Ecrit par Gilles Banderier le 04.04.24 dans La Une CED, Les Chroniques, Les Livres, Editions Honoré Champion

Dictionnaire littéraire et culturel de l’insecte, sous la direction d’Alain Montandon, Honoré-Champion Editeur, 2023, 786 pages, 90 €

Dictionnaire littéraire et culturel de l’insecte, sous la direction d’Alain Montandon (par Gilles Banderier)

« And now the scene came swiftly into focus, and staring back at him, showing neither enmity nor friendship, neither excitement nor indifference, were the fathomless eyes of the Watchers. The thin, grotesquely articulated figures stood around him in a close-packed circle, looking down at him across a gulf which neither his mind nor theirs could ever span. Other men would have felt terror, but Marlan only smiled, a little sadly, as he closed his eyes forever. His questing spirit had reached its goal ; he had no more riddles to ask of Time. For in the last moment of his life, as he saw those waiting round him, he knew that the ancient war between Man and insect had long ago been ended, and that Man was not the victor ».

« Et maintenant, très rapidement, la scène devenait plus nette : le dévisageant, ne montrant ni amitié ni hostilité, ni agitation ni indifférence, les yeux insondables des Veilleurs lui apparurent.
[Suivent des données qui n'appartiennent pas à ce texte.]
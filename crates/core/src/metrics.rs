//! 메트릭 이름 상수
//!
//! 생명주기 코드가 `metrics::counter!()` 매크로를 호출할 때 사용하는
//! 이름과 레이블 키를 한곳에서 정의합니다. 익스포터 설치는 바이너리의 몫입니다.
//!
//! # 네이밍 컨벤션
//!
//! - 접두어: `stevedore_`
//! - 접미어: `_total` (counter)
//!
//! # 사용 예시
//!
//! ```ignore
//! use metrics::counter;
//!
//! counter!(stevedore_core::metrics::CONTAINERS_CREATED_TOTAL).increment(1);
//! ```

// ─── 레이블 키 상수 ────────────────────────────────────────────────

/// 서비스 이름 레이블 키
pub const LABEL_SERVICE: &str = "service";

/// 관계 종류 레이블 키 (link, ipc, net)
pub const LABEL_KIND: &str = "kind";

/// 결과 레이블 키 (success, failure)
pub const LABEL_RESULT: &str = "result";

// ─── 생명주기 메트릭 ───────────────────────────────────────────────

/// 생성된 컨테이너 수 (counter, label: service)
pub const CONTAINERS_CREATED_TOTAL: &str = "stevedore_containers_created_total";

/// 시작된 컨테이너 수 (counter, label: service)
pub const CONTAINERS_STARTED_TOTAL: &str = "stevedore_containers_started_total";

/// 정지된 컨테이너 수 (counter, label: service)
pub const CONTAINERS_STOPPED_TOTAL: &str = "stevedore_containers_stopped_total";

/// 재시작된 컨테이너 수 (counter, label: service)
pub const CONTAINERS_RESTARTED_TOTAL: &str = "stevedore_containers_restarted_total";

/// 삭제된 컨테이너 수 (counter, label: service)
pub const CONTAINERS_REMOVED_TOTAL: &str = "stevedore_containers_removed_total";

/// 이미지 pull 시도 수 (counter, label: result)
pub const IMAGE_PULLS_TOTAL: &str = "stevedore_image_pulls_total";

/// 의존성 해석 실패 수 (counter, label: kind)
pub const DEPENDENCY_FAILURES_TOTAL: &str = "stevedore_dependency_failures_total";

/// 종료된 로그 스트림 수 (counter, label: result)
pub const LOG_STREAMS_FINISHED_TOTAL: &str = "stevedore_log_streams_finished_total";
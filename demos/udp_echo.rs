//! UDP Echo - a datagram gate and a client talking to it.
//!
//! This example demonstrates:
//! - Serving every UDP peer through one socket and one agent
//! - Replying to the sender address carried by `RouteContext`
//! - Writing a custom `Message` with a hand-rolled body
//! - Driving a `UdpClient` with a small agent of its own

use std::sync::Arc;

use leafnet::agent::Agent;
use leafnet::client::{UdpClient, UdpClientConfig};
use leafnet::error::{NetError, Result};
use leafnet::gate::{Gate, GateConfig};
use leafnet::logger::{self, default_logger, Level};
use leafnet::processor::{Message, Processor, ProcessorBuilder};
use leafnet::transport::DatagramConn;
use tokio::sync::oneshot;

/// Big-endian counter.
#[derive(Debug)]
struct Ping {
    value: i32,
}

impl Message for Ping {
    const NAME: &'static str = "Ping";

    fn encode(&self) -> Result<Vec<u8>> {
        Ok(self.value.to_be_bytes().to_vec())
    }

    fn decode(body: &[u8]) -> Result<Self> {
        let bytes: [u8; 4] = body
            .try_into()
            .map_err(|_| NetError::Protocol("ping body must be 4 bytes".to_string()))?;
        Ok(Ping {
            value: i32::from_be_bytes(bytes),
        })
    }
}

/// Sends a few pings and reports the last answer.
struct Pinger {
    conn: Arc<DatagramConn>,
    processor: Processor,
    done: Option<oneshot::Sender<i32>>,
}

impl Agent for Pinger {
    async fn run(&mut self) {
        let mut value = 0;
        for _ in 0..3 {
            let Ok(frame) = self.processor.marshal_merged(&Ping { value }) else {
                return;
            };
            if self.conn.write(None, frame).is_err() {
                return;
            }

            let Ok((reply, _)) = self.conn.read_msg().await else {
                return;
            };
            let Some(pong) = self
                .processor
                .unmarshal(reply)
                .ok()
                .and_then(|decoded| decoded.into_message())
                .and_then(|msg| msg.downcast::<Ping>())
            else {
                return;
            };
            tracing::info!(value = pong.value, "pong");
            value = pong.value;
        }

        if let Some(done) = self.done.take() {
            let _ = done.send(value);
        }
    }
}

#[tokio::main]
async fn main() -> std::result::Result<(), Box<dyn std::error::Error>> {
    logger::init(Level::Info, None)?;
    let log = default_logger();

    let mut builder = ProcessorBuilder::new(log.clone());
    builder.register::<Ping>(1);
    builder.set_handler::<Ping, _>(|ping, ctx| {
        let _ = ctx.reply(&Ping {
            value: ping.value + 1,
        });
    });
    let processor = builder.build();

    let config = GateConfig {
        udp_addr: Some("127.0.0.1:0".to_string()),
        ..GateConfig::default()
    };
    let gate = Gate::new(config, processor.clone(), log.clone()).start().await?;
    let gate_addr = gate.udp_addr().ok_or("udp listener did not start")?;

    let (done_tx, done_rx) = oneshot::channel();
    let client = UdpClient::start(
        UdpClientConfig {
            addr: gate_addr.to_string(),
            ..UdpClientConfig::default()
        },
        log,
        {
            let processor = processor.clone();
            move |conn| Pinger {
                conn,
                processor,
                done: Some(done_tx),
            }
        },
    );

    let last = done_rx.await?;
    tracing::info!(last, "done");

    client.close().await;
    gate.close().await;
    Ok(())
}
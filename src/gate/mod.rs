//! Gate - wires listeners to a processor.
//!
//! A gate runs a TCP server, a UDP server, or both. Every TCP connection gets
//! a [`StreamAgent`]; the UDP socket gets one [`DatagramAgent`] for all
//! peers. Agents decode inbound frames with the shared [`Processor`] and
//! route them. Lifecycle notifications go out as [`AgentEvent`]s when an
//! event channel is attached.
//!
//! # Example
//!
//! ```no_run
//! use leafnet::gate::{Gate, GateConfig};
//! use leafnet::logger::default_logger;
//! use leafnet::processor::ProcessorBuilder;
//! use tokio_util::sync::CancellationToken;
//!
//! # async fn demo() -> leafnet::error::Result<()> {
//! let processor = ProcessorBuilder::new(default_logger()).build();
//! let config = GateConfig {
//!     tcp_addr: Some("127.0.0.1:3563".to_string()),
//!     ..GateConfig::default()
//! };
//!
//! let shutdown = CancellationToken::new();
//! Gate::new(config, processor, default_logger()).run(shutdown).await?;
//! # Ok(())
//! # }
//! ```

mod agent;

pub use agent::{AgentEvent, DatagramAgent, StreamAgent};

use std::net::SocketAddr;

use serde::Deserialize;
use tokio::sync::mpsc;
use tokio_util::sync::CancellationToken;

use crate::agent::AgentHandle;
use crate::error::Result;
use crate::logger::SharedLogger;
use crate::processor::Processor;
use crate::protocol::{LenWidth, DEFAULT_MAX_DATAGRAM_SIZE, DEFAULT_MAX_MSG_LEN, DEFAULT_MIN_MSG_LEN};
use crate::server::{TcpServer, TcpServerConfig, UdpServer, UdpServerConfig, DEFAULT_MAX_CONN_NUM};
use crate::transport::StreamConfig;
use crate::writer::DEFAULT_PENDING_WRITE_NUM;

use agent::Events;

/// Listener and framing settings of a gate. An absent address disables that
/// listener.
#[derive(Debug, Clone, PartialEq, Eq, Deserialize)]
#[serde(default)]
pub struct GateConfig {
    pub tcp_addr: Option<String>,
    pub udp_addr: Option<String>,
    pub max_conn_num: usize,
    pub pending_write_num: usize,
    pub len_msg_len: LenWidth,
    pub min_msg_len: u32,
    pub max_msg_len: u32,
    pub little_endian: bool,
    pub max_datagram_size: usize,
}

impl Default for GateConfig {
    fn default() -> Self {
        Self {
            tcp_addr: None,
            udp_addr: None,
            max_conn_num: DEFAULT_MAX_CONN_NUM,
            pending_write_num: DEFAULT_PENDING_WRITE_NUM,
            len_msg_len: LenWidth::Two,
            min_msg_len: DEFAULT_MIN_MSG_LEN,
            max_msg_len: DEFAULT_MAX_MSG_LEN,
            little_endian: false,
            max_datagram_size: DEFAULT_MAX_DATAGRAM_SIZE,
        }
    }
}

impl GateConfig {
    pub fn tcp_server(&self) -> Option<TcpServerConfig> {
        let addr = self.tcp_addr.clone()?;
        Some(TcpServerConfig {
            addr,
            max_conn_num: self.max_conn_num,
            stream: StreamConfig {
                pending_write_num: self.pending_write_num,
                len_msg_len: self.len_msg_len,
                min_msg_len: self.min_msg_len,
                max_msg_len: self.max_msg_len,
                little_endian: self.little_endian,
            },
        })
    }

    pub fn udp_server(&self) -> Option<UdpServerConfig> {
        let addr = self.udp_addr.clone()?;
        Some(UdpServerConfig {
            addr,
            pending_write_num: self.pending_write_num,
            max_datagram_size: self.max_datagram_size,
        })
    }
}

pub struct Gate {
    config: GateConfig,
    processor: Processor,
    events: Option<mpsc::Sender<AgentEvent>>,
    logger: SharedLogger,
}

impl Gate {
    pub fn new(config: GateConfig, processor: Processor, logger: SharedLogger) -> Self {
        Self {
            config,
            processor,
            events: None,
            logger,
        }
    }

    /// Publish agent open/close events on `tx`. Events are dropped, with a
    /// warning, when the channel is full.
    pub fn with_events(mut self, tx: mpsc::Sender<AgentEvent>) -> Self {
        self.events = Some(tx);
        self
    }

    /// Bind the configured listeners and start serving.
    pub async fn start(self) -> Result<RunningGate> {
        let events = Events::new(self.events.clone(), self.logger.clone());

        let tcp = match self.config.tcp_server() {
            Some(config) => {
                let processor = self.processor.clone();
                let events = events.clone();
                let logger = self.logger.clone();
                let server = TcpServer::bind(config, self.logger.clone(), move |conn| {
                    let handle = AgentHandle::stream(conn.clone(), processor.clone());
                    StreamAgent::new(conn, handle, events.clone(), logger.clone())
                })
                .await?;
                Some(server)
            }
            None => None,
        };

        let udp = match self.config.udp_server() {
            Some(config) => {
                let processor = self.processor.clone();
                let logger = self.logger.clone();
                let bound = UdpServer::bind(config, self.logger.clone(), move |conn| {
                    let handle = AgentHandle::datagram(conn.clone(), processor);
                    DatagramAgent::new(conn, handle, events, logger)
                })
                .await;
                match bound {
                    Ok(server) => Some(server),
                    Err(e) => {
                        if let Some(tcp) = &tcp {
                            tcp.close().await;
                        }
                        return Err(e);
                    }
                }
            }
            None => None,
        };

        if tcp.is_none() && udp.is_none() {
            self.logger
                .warn(format_args!("gate has neither tcp_addr nor udp_addr"));
        }

        Ok(RunningGate {
            tcp,
            udp,
            logger: self.logger,
        })
    }

    /// Serve until `shutdown` fires, then close every listener and
    /// connection.
    pub async fn run(self, shutdown: CancellationToken) -> Result<()> {
        let gate = self.start().await?;
        shutdown.cancelled().await;
        gate.close().await;
        Ok(())
    }
}

/// A started gate.
pub struct RunningGate {
    tcp: Option<TcpServer>,
    udp: Option<UdpServer>,
    logger: SharedLogger,
}

impl RunningGate {
    pub fn tcp_addr(&self) -> Option<SocketAddr> {
        self.tcp.as_ref().map(TcpServer::local_addr)
    }

    pub fn udp_addr(&self) -> Option<SocketAddr> {
        self.udp.as_ref().and_then(UdpServer::local_addr)
    }

    /// Live TCP connections.
    pub fn connection_count(&self) -> usize {
        self.tcp.as_ref().map_or(0, TcpServer::connection_count)
    }

    pub async fn close(self) {
        if let Some(tcp) = &self.tcp {
            tcp.close().await;
        }
        if let Some(udp) = &self.udp {
            udp.close().await;
        }
        self.logger.debug(format_args!("gate closed"));
    }
}
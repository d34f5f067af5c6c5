//! # leafnet
//!
//! Transport and dispatch layer for game servers.
//!
//! Connections (TCP streams with length-prefixed frames, or one shared UDP
//! socket) carry frames of the form `[id: u16][body]`. A [`Processor`] maps
//! ids to message types, decodes inbound frames and routes them to typed
//! handlers, raw handlers or an asynchronous [`Router`]. Each connection is
//! driven by an [`Agent`]; servers and clients create and run them.
//!
//! ## Architecture
//!
//! - **Setup**: register messages and handlers on a [`ProcessorBuilder`],
//!   then freeze it. The frozen registry is read without locks.
//! - **Traffic**: one read task per connection runs the agent; one sender
//!   task per connection drains a bounded outbound queue. A full queue
//!   closes the connection instead of blocking the writer.
//!
//! ## Example
//!
//! ```no_run
//! use leafnet::gate::{Gate, GateConfig};
//! use leafnet::logger::default_logger;
//! use leafnet::msgpack_message;
//! use leafnet::processor::ProcessorBuilder;
//! use serde::{Deserialize, Serialize};
//! use tokio_util::sync::CancellationToken;
//!
//! #[derive(Debug, Serialize, Deserialize)]
//! struct Hello {
//!     name: String,
//! }
//! msgpack_message!(Hello);
//!
//! #[tokio::main]
//! async fn main() -> leafnet::Result<()> {
//!     let mut builder = ProcessorBuilder::new(default_logger());
//!     builder.register::<Hello>(0);
//!     builder.set_handler::<Hello, _>(|hello, ctx| {
//!         let _ = ctx.reply(hello);
//!     });
//!
//!     let config = GateConfig {
//!         tcp_addr: Some("127.0.0.1:3563".to_string()),
//!         ..GateConfig::default()
//!     };
//!     Gate::new(config, builder.build(), default_logger())
//!         .run(CancellationToken::new())
//!         .await
//! }
//! ```

pub mod agent;
pub mod client;
pub mod codec;
pub mod config;
pub mod console;
pub mod error;
pub mod gate;
pub mod logger;
pub mod processor;
pub mod protocol;
pub mod router;
pub mod server;
pub mod transport;
pub mod writer;

pub use agent::{Agent, AgentHandle};
pub use error::{NetError, Result};
pub use processor::{Message, Processor, ProcessorBuilder, RouteContext};
pub use router::{Router, RouterHandle};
Ces silhouettes minces, aux articulations grotesques, se tenaient autour de lui en cercle serré, le regardant par-delà un abîme que ni son esprit ni les leurs ne pourraient jamais franchir.[...]

[...] D’autres hommes auraient éprouvé de la terreur. Marlan se contenta de sourire, un peu tristement, pendant qu’il fermait les yeux pour toujours. Son âme inquiète avait atteint son but ; il n’avait plus de questions à poser au Temps. Car, dans ce dernier moment de sa vie, en découvrant ceux qui s’empressaient autour de lui, il avait appris que la guerre ancestrale entre l’Homme et l’insecte était achevée depuis longtemps. Et que l’Homme n’en était pas sorti vainqueur » (traduction Adrien Veillon), écrivait Arthur C. Clarke à la fin de sa nouvelle The Awakening (1952), imaginant un homme se retournant sur sa planète natale après des millénaires de sommeil (Clarke reviendra sur le thème dans un autre récit, The Next Tenants, 1957).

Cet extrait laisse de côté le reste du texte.